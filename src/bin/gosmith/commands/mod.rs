//! Command implementations

pub mod completions;
pub mod doctor;
pub mod new;
pub mod work;

use std::fmt::Display;
use std::path::PathBuf;

use anyhow::{Context, Result};

/// Print a cargo-style status line to stderr.
pub fn status(label: &str, message: impl Display) {
    eprintln!("{:>12} {}", label, message);
}

/// The folder a command operates on: `--path`, or the current directory.
pub fn target_dir(path: Option<PathBuf>) -> Result<PathBuf> {
    match path {
        Some(path) => Ok(path),
        None => std::env::current_dir().context("getting current working directory"),
    }
}

#[cfg(test)]
mod tests {
    use super::*;

    #[test]
    fn test_target_dir_prefers_explicit_path() {
        let path = PathBuf::from("some/where");
        assert_eq!(target_dir(Some(path.clone())).unwrap(), path);
    }

    #[test]
    fn test_target_dir_defaults_to_cwd() {
        assert_eq!(
            target_dir(None).unwrap(),
            std::env::current_dir().unwrap()
        );
    }
}
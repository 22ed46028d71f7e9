use std::fs;

use assert_cmd::prelude::*;
use predicates::str::contains;
use std::process::Command;
use tempfile::TempDir;

// `chunkcp` with no args should exit with a non-zero code.
#[test]
fn cli_no_args() {
    Command::cargo_bin("chunkcp").unwrap().assert().failure();
}

#[test]
fn cli_version() {
    Command::cargo_bin("chunkcp")
        .unwrap()
        .arg("-V")
        .assert()
        .success()
        .stdout(contains(env!("CARGO_PKG_VERSION")));
}

#[test]
fn cli_copies_file() {
    let temp_dir = TempDir::new().expect("unable to create temporary working directory");
    let src = temp_dir.path().join("in.txt");
    let dst = temp_dir.path().join("out.txt");
    let data = "the quick brown fox jumps over the lazy dog\n".repeat(500);
    fs::write(&src, &data).unwrap();

    Command::cargo_bin("chunkcp")
        .unwrap()
        .args(["--workers", "3", "--chunk-size", "100"])
        .arg(&src)
        .arg(&dst)
        .assert()
        .success()
        .stderr(contains("Copied 22000 bytes in 220 chunks"));
    assert_eq!(fs::read_to_string(&dst).unwrap(), data);
}

#[test]
fn cli_reads_config_file() {
    let temp_dir = TempDir::new().expect("unable to create temporary working directory");
    let src = temp_dir.path().join("in.bin");
    let dst = temp_dir.path().join("out.bin");
    let config = temp_dir.path().join("pool.json");
    fs::write(&src, vec![9_u8; 1000]).unwrap();
    fs::write(&config, r#"{"workers": 2, "intake_capacity": 1}"#).unwrap();

    Command::cargo_bin("chunkcp")
        .unwrap()
        .arg("--config")
        .arg(&config)
        .arg(&src)
        .arg(&dst)
        .assert()
        .success()
        .stderr(contains("with 2 workers"));
    assert_eq!(fs::read(&dst).unwrap(), vec![9_u8; 1000]);
}

#[test]
fn cli_rejects_zero_workers() {
    let temp_dir = TempDir::new().expect("unable to create temporary working directory");
    let src = temp_dir.path().join("in.txt");
    fs::write(&src, "data").unwrap();

    Command::cargo_bin("chunkcp")
        .unwrap()
        .args(["--workers", "0"])
        .arg(&src)
        .arg(temp_dir.path().join("out.txt"))
        .assert()
        .failure()
        .stderr(contains("Invalid worker count 0"));
}

#[test]
fn cli_missing_source() {
    let temp_dir = TempDir::new().expect("unable to create temporary working directory");
    Command::cargo_bin("chunkcp")
        .unwrap()
        .arg(temp_dir.path().join("nope"))
        .arg(temp_dir.path().join("out"))
        .assert()
        .failure()
        .stderr(contains("IO error"));
}
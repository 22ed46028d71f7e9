use std::fs;
use std::io::{self, Cursor, Read};
use std::sync::{Arc, Mutex};

use rand::prelude::*;
use tempfile::TempDir;
use workpool::chunk::{copy_chunked, ChunkReader, ChunkWriter};
use workpool::{PoolConfig, PoolError, Result, WorkerPool};

fn random_bytes(len: usize) -> Vec<u8> {
    let mut rng = StdRng::seed_from_u64(7);
    let mut data = vec![0; len];
    rng.fill_bytes(&mut data);
    data
}

#[test]
fn chunks_cover_the_stream() -> Result<()> {
    let data = random_bytes(1000);
    let jobs = ChunkReader::new(Cursor::new(data.clone()), 300)?.collect::<Result<Vec<_>>>()?;

    assert_eq!(jobs.len(), 4);
    let mut joined = Vec::new();
    for (i, job) in jobs.iter().enumerate() {
        assert_eq!(job.seq(), Some(i as u64));
        assert_eq!(job.payload().offset(), i as u64 * 300);
        joined.extend_from_slice(job.payload().data());
    }
    assert_eq!(jobs[3].payload().data().len(), 100);
    assert_eq!(joined, data);
    Ok(())
}

#[test]
fn zero_chunk_size_rejected() {
    assert!(matches!(
        ChunkReader::new(Cursor::new(vec![1, 2, 3]), 0),
        Err(PoolError::InvalidChunkSize)
    ));
}

#[test]
fn oversized_chunk_size_reads_what_is_there() -> Result<()> {
    let mut chunks = ChunkReader::new(Cursor::new(vec![1u8, 2, 3]), usize::MAX)?;
    let job = chunks.next().expect("one chunk")?;
    assert_eq!(job.payload().offset(), 0);
    assert_eq!(job.payload().data(), &[1, 2, 3]);
    assert!(chunks.next().is_none());
    Ok(())
}

struct FailingReader;

impl Read for FailingReader {
    fn read(&mut self, _buf: &mut [u8]) -> io::Result<usize> {
        Err(io::Error::other("disk on fire"))
    }
}

#[test]
fn read_error_ends_the_chunks() -> Result<()> {
    let mut chunks = ChunkReader::new(FailingReader, 16)?;
    assert!(matches!(chunks.next(), Some(Err(PoolError::Io(_)))));
    assert!(chunks.next().is_none());
    Ok(())
}

#[test]
fn chunk_writer_reassembles_out_of_order_chunks() -> Result<()> {
    let data = random_bytes(4096);
    let sink = Arc::new(Mutex::new(Cursor::new(vec![0_u8; data.len()])));
    let jobs: Vec<_> = ChunkReader::new(Cursor::new(data.clone()), 100)?
        .collect::<Result<Vec<_>>>()?
        .into_iter()
        .rev()
        .collect();

    let written: usize = WorkerPool::from_source(4, jobs, ChunkWriter::new(sink.clone()))?
        .map(|r| r.into_outcome().unwrap())
        .sum();
    assert_eq!(written, data.len());
    assert_eq!(sink.lock().unwrap().get_ref(), &data);
    Ok(())
}

#[test]
fn copies_file_byte_for_byte() -> Result<()> {
    let dir = TempDir::new().expect("unable to create temporary working directory");
    let src = dir.path().join("src.bin");
    let dst = dir.path().join("dst.bin");
    let data = random_bytes(200_003);
    fs::write(&src, &data)?;

    let report = copy_chunked(&src, &dst, PoolConfig::new(4).intake_capacity(2), 4096)?;
    assert!(report.is_complete());
    assert_eq!(report.bytes, data.len() as u64);
    assert_eq!(report.chunks, 49);
    assert_eq!(fs::read(&dst)?, data);
    Ok(())
}

#[test]
fn copies_empty_file() -> Result<()> {
    let dir = TempDir::new().expect("unable to create temporary working directory");
    let src = dir.path().join("empty");
    let dst = dir.path().join("copy");
    fs::write(&src, b"")?;

    let report = copy_chunked(&src, &dst, PoolConfig::new(2), 16)?;
    assert_eq!(report.chunks, 0);
    assert_eq!(fs::read(&dst)?, Vec::<u8>::new());
    Ok(())
}

#[test]
fn invalid_config_leaves_destination_alone() -> Result<()> {
    let dir = TempDir::new().expect("unable to create temporary working directory");
    let src = dir.path().join("src");
    let dst = dir.path().join("dst");
    fs::write(&src, b"payload")?;
    fs::write(&dst, b"keep me")?;

    let err = copy_chunked(&src, &dst, PoolConfig::new(0), 16).unwrap_err();
    assert!(matches!(err, PoolError::InvalidWorkerCount(0)));
    assert_eq!(fs::read(&dst)?, b"keep me");
    Ok(())
}
use std::io;
use thiserror::Error;

/// Error type for pool operations.
///
/// Only configuration errors and protocol violations live here. A job that
/// fails or panics is reported through its [`JobResult`](crate::JobResult)
/// instead.
#[derive(Error, Debug)]
pub enum PoolError {
    /// The pool was asked to run with zero workers.
    #[error("Invalid worker count {0}: a pool needs at least one worker")]
    InvalidWorkerCount(usize),

    /// Chunked transfers need a non-zero chunk size.
    #[error("Invalid chunk size 0")]
    InvalidChunkSize,

    /// A worker or supervisor thread could not be started.
    #[error("Failed to spawn pool thread: {0}")]
    Spawn(#[source] io::Error),

    /// Malformed pool configuration document.
    #[error("Config error: {0}")]
    Config(#[from] serde_json::Error),

    /// A job was submitted after the intake was closed.
    #[error("Intake is closed, job rejected")]
    IntakeClosed,

    /// The intake was closed more than once.
    #[error("Intake was already closed")]
    IntakeAlreadyClosed,

    /// The result stream was closed more than once.
    #[error("Result stream was already closed")]
    ResultStreamAlreadyClosed,

    /// The result stream was taken more than once.
    #[error("Result stream was already taken")]
    AlreadyDrained,

    /// IO error from a byte-stream collaborator.
    #[error("IO error: {0}")]
    Io(#[from] io::Error),
}

/// Result type alias for pool operations.
pub type Result<T> = std::result::Result<T, PoolError>;
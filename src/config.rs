use std::io::Read;

use serde::{Deserialize, Serialize};

use crate::{PoolError, Result};

const DEFAULT_THREAD_NAME: &str = "workpool";

/// Settings for a [`WorkerPool`](crate::WorkerPool).
///
/// Capacities of `None` make the queue unbounded. With `Some(n)`, producers
/// block once `n` jobs are waiting and workers block once `n` results are
/// waiting for a consumer.
#[derive(Debug, Clone, PartialEq, Eq, Serialize, Deserialize)]
#[serde(default)]
pub struct PoolConfig {
    /// Number of worker threads.
    pub workers: usize,
    /// Capacity of the job intake.
    pub intake_capacity: Option<usize>,
    /// Capacity of the result stream.
    pub result_capacity: Option<usize>,
    /// Prefix for pool thread names: `{prefix}-worker-{index}`,
    /// `{prefix}-supervisor` and `{prefix}-feeder`.
    pub thread_name: String,
}

impl Default for PoolConfig {
    fn default() -> Self {
        PoolConfig {
            workers: num_cpus::get(),
            intake_capacity: None,
            result_capacity: None,
            thread_name: DEFAULT_THREAD_NAME.to_owned(),
        }
    }
}

impl PoolConfig {
    /// Creates a config with `workers` workers and unbounded queues.
    pub fn new(workers: usize) -> Self {
        PoolConfig {
            workers,
            ..PoolConfig::default()
        }
    }

    /// Bounds the job intake.
    pub fn intake_capacity(mut self, capacity: usize) -> Self {
        self.intake_capacity = Some(capacity);
        self
    }

    /// Bounds the result stream.
    pub fn result_capacity(mut self, capacity: usize) -> Self {
        self.result_capacity = Some(capacity);
        self
    }

    /// Sets the thread name prefix.
    pub fn thread_name(mut self, name: impl Into<String>) -> Self {
        self.thread_name = name.into();
        self
    }

    /// Loads a config from a JSON document. Missing fields take defaults.
    pub fn from_reader<R: Read>(reader: R) -> Result<Self> {
        let config: PoolConfig = serde_json::from_reader(reader)?;
        config.validate()?;
        Ok(config)
    }

    /// Rejects settings no pool can run with.
    pub fn validate(&self) -> Result<()> {
        if self.workers == 0 {
            return Err(PoolError::InvalidWorkerCount(self.workers));
        }
        Ok(())
    }
}

#[cfg(test)]
mod tests {
    use super::*;

    #[test]
    fn missing_fields_take_defaults() {
        let config = PoolConfig::from_reader(r#"{"workers": 3, "result_capacity": 8}"#.as_bytes())
            .unwrap();
        assert_eq!(config.workers, 3);
        assert_eq!(config.intake_capacity, None);
        assert_eq!(config.result_capacity, Some(8));
        assert_eq!(config.thread_name, DEFAULT_THREAD_NAME);
    }

    #[test]
    fn zero_workers_rejected() {
        let err = PoolConfig::from_reader(r#"{"workers": 0}"#.as_bytes()).unwrap_err();
        assert!(matches!(err, PoolError::InvalidWorkerCount(0)));
    }

    #[test]
    fn malformed_document_rejected() {
        let err = PoolConfig::from_reader("{workers".as_bytes()).unwrap_err();
        assert!(matches!(err, PoolError::Config(_)));
    }
}
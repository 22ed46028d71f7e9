//! Chunked byte transfer on top of a [`WorkerPool`].
//!
//! The source is split into fixed-size chunks, one job per chunk, and a
//! [`ChunkWriter`] handler writes each chunk at its offset into a shared
//! sink. The pool only dispatches chunks; file handles belong to the
//! reader and the handler.

use std::fs::{File, OpenOptions};
use std::io::{self, BufReader, Read, Seek, SeekFrom, Write};
use std::path::Path;
use std::sync::{Arc, Mutex};

use log::{debug, error, info};

use crate::{Handler, HandlerResult, Job, JobFailure, PoolConfig, PoolError, Result, WorkerPool};

const MAX_PREALLOC: usize = 64 * 1024;

/// A slice of the source stream and where it belongs in the sink.
#[derive(Debug, Clone, PartialEq, Eq)]
pub struct Chunk {
    offset: u64,
    data: Vec<u8>,
}

impl Chunk {
    /// Byte offset of the chunk in the stream.
    pub fn offset(&self) -> u64 {
        self.offset
    }

    /// The chunk bytes.
    pub fn data(&self) -> &[u8] {
        &self.data
    }
}

/// Splits a reader into sequenced chunk jobs.
///
/// Sequence numbers start at 0. Every chunk is `chunk_size` bytes except
/// possibly the last. Iteration stops after the first read error.
pub struct ChunkReader<R> {
    reader: R,
    chunk_size: usize,
    offset: u64,
    seq: u64,
    done: bool,
}

impl<R: Read> ChunkReader<R> {
    /// Creates a chunk reader. A `chunk_size` of 0 is rejected.
    pub fn new(reader: R, chunk_size: usize) -> Result<Self> {
        if chunk_size == 0 {
            return Err(PoolError::InvalidChunkSize);
        }
        Ok(ChunkReader {
            reader,
            chunk_size,
            offset: 0,
            seq: 0,
            done: false,
        })
    }
}

impl<R: Read> Iterator for ChunkReader<R> {
    type Item = Result<Job<Chunk>>;

    fn next(&mut self) -> Option<Self::Item> {
        if self.done {
            return None;
        }
        // Chunk sizes come from callers; grow past this only as bytes arrive.
        let mut data = Vec::with_capacity(self.chunk_size.min(MAX_PREALLOC));
        let read = (&mut self.reader)
            .take(self.chunk_size as u64)
            .read_to_end(&mut data);
        match read {
            Ok(0) => {
                self.done = true;
                None
            }
            Ok(len) => {
                let chunk = Chunk {
                    offset: self.offset,
                    data,
                };
                let job = Job::with_seq(self.seq, chunk);
                self.offset += len as u64;
                self.seq += 1;
                Some(Ok(job))
            }
            Err(e) => {
                self.done = true;
                Some(Err(e.into()))
            }
        }
    }
}

/// Writes chunks into a shared sink at their offsets.
///
/// Workers write concurrently, so the sink sits behind a `Mutex`; each
/// seek-and-write pair happens under one lock.
pub struct ChunkWriter<W> {
    sink: Arc<Mutex<W>>,
}

impl<W> ChunkWriter<W> {
    /// Creates a writer over a shared sink.
    pub fn new(sink: Arc<Mutex<W>>) -> Self {
        ChunkWriter { sink }
    }
}

impl<W> Handler<Chunk, usize> for ChunkWriter<W>
where
    W: Write + Seek + Send + 'static,
{
    fn handle(&self, job: Job<Chunk>) -> HandlerResult<usize> {
        let chunk = job.into_payload();
        let mut sink = self.sink.lock().map_err(|_| "chunk sink lock poisoned")?;
        sink.seek(SeekFrom::Start(chunk.offset))?;
        sink.write_all(&chunk.data)?;
        Ok(chunk.data.len())
    }
}

/// Outcome of [`copy_chunked`].
#[derive(Debug, Default)]
pub struct CopyReport {
    /// Bytes written to the destination.
    pub bytes: u64,
    /// Chunks dispatched to the pool.
    pub chunks: u64,
    /// Chunks that failed, by sequence number.
    pub failed: Vec<(u64, JobFailure)>,
}

impl CopyReport {
    /// Returns `true` when every chunk was written.
    pub fn is_complete(&self) -> bool {
        self.failed.is_empty()
    }
}

/// Copies `src` to `dst` in `chunk_size` chunks using a worker pool.
///
/// A failed chunk does not stop the copy; it is listed in the report and
/// the caller decides what to do with a partial destination.
pub fn copy_chunked(
    src: &Path,
    dst: &Path,
    config: PoolConfig,
    chunk_size: usize,
) -> Result<CopyReport> {
    config.validate()?;
    let source = File::open(src)?;
    let len = source.metadata()?.len();
    let chunks = ChunkReader::new(BufReader::new(source), chunk_size)?;

    let dest = OpenOptions::new()
        .write(true)
        .create(true)
        .truncate(true)
        .open(dst)?;
    dest.set_len(len)?;
    let sink = Arc::new(Mutex::new(dest));

    info!(
        "Copying {} bytes from {} to {} with {} workers",
        len,
        src.display(),
        dst.display(),
        config.workers
    );
    let mut pool: WorkerPool<Chunk, usize> =
        WorkerPool::with_config(config, ChunkWriter::new(sink.clone()))?;
    let feeder = pool.feed(chunks)?;

    let mut report = CopyReport::default();
    for result in pool.drain()? {
        report.chunks += 1;
        let seq = result.seq().unwrap_or_default();
        match result.into_outcome() {
            Ok(written) => report.bytes += written as u64,
            Err(failure) => {
                error!("Chunk {seq} failed: {failure}");
                report.failed.push((seq, failure));
            }
        }
    }

    match feeder.join() {
        Ok(fed) => {
            let fed = fed?;
            debug!("Reader produced {fed} chunks");
        }
        Err(_) => error!("Chunk reader thread panicked"),
    }

    let mut dest = sink
        .lock()
        .map_err(|_| io::Error::other("destination lock poisoned"))?;
    dest.flush()?;
    dest.sync_all()?;
    info!("Copied {} bytes in {} chunks", report.bytes, report.chunks);
    Ok(report)
}
#![deny(missing_docs)]

//! A bounded worker pool with coordinated shutdown.
//!
//! Jobs enter through a single shared intake and are processed by a fixed
//! number of worker threads. Every job yields exactly one result on the
//! result stream, which is closed by a dedicated supervisor only after all
//! workers have finished. Handler errors and panics are reported as failed
//! results and never take a worker down.

/// Chunked byte transfer built on the pool.
pub mod chunk;
mod config;
mod error;
mod handler;
mod job;
mod pool;
mod resequence;

pub use config::PoolConfig;
pub use error::{PoolError, Result};
pub use handler::{BoxError, Handler, HandlerResult};
pub use job::{Job, JobFailure, JobId, JobResult};
pub use pool::{Drain, Intake, WorkerPool};
pub use resequence::Resequence;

++++++++++

> Task goal
Precisely reproduce the lines of the entries, beginning at the first and ending at the one containing "the current directory.". Add nothing.

> Result for this exercise
filename src/bin/gosmith/commands/mod.rs
//! Command implementations

pub mod completions;
pub mod doctor;
pub mod new;
pub mod work;

use std::fmt::Display;
use std::path::PathBuf;

use anyhow::{Context, Result};

/// Print a cargo-style status line to stderr.
pub fn status(label: &str, message: impl Display) {
    eprintln!("{:>12} {}", label, message);
}

/// The folder a command operates on: `--path`, or the current directory.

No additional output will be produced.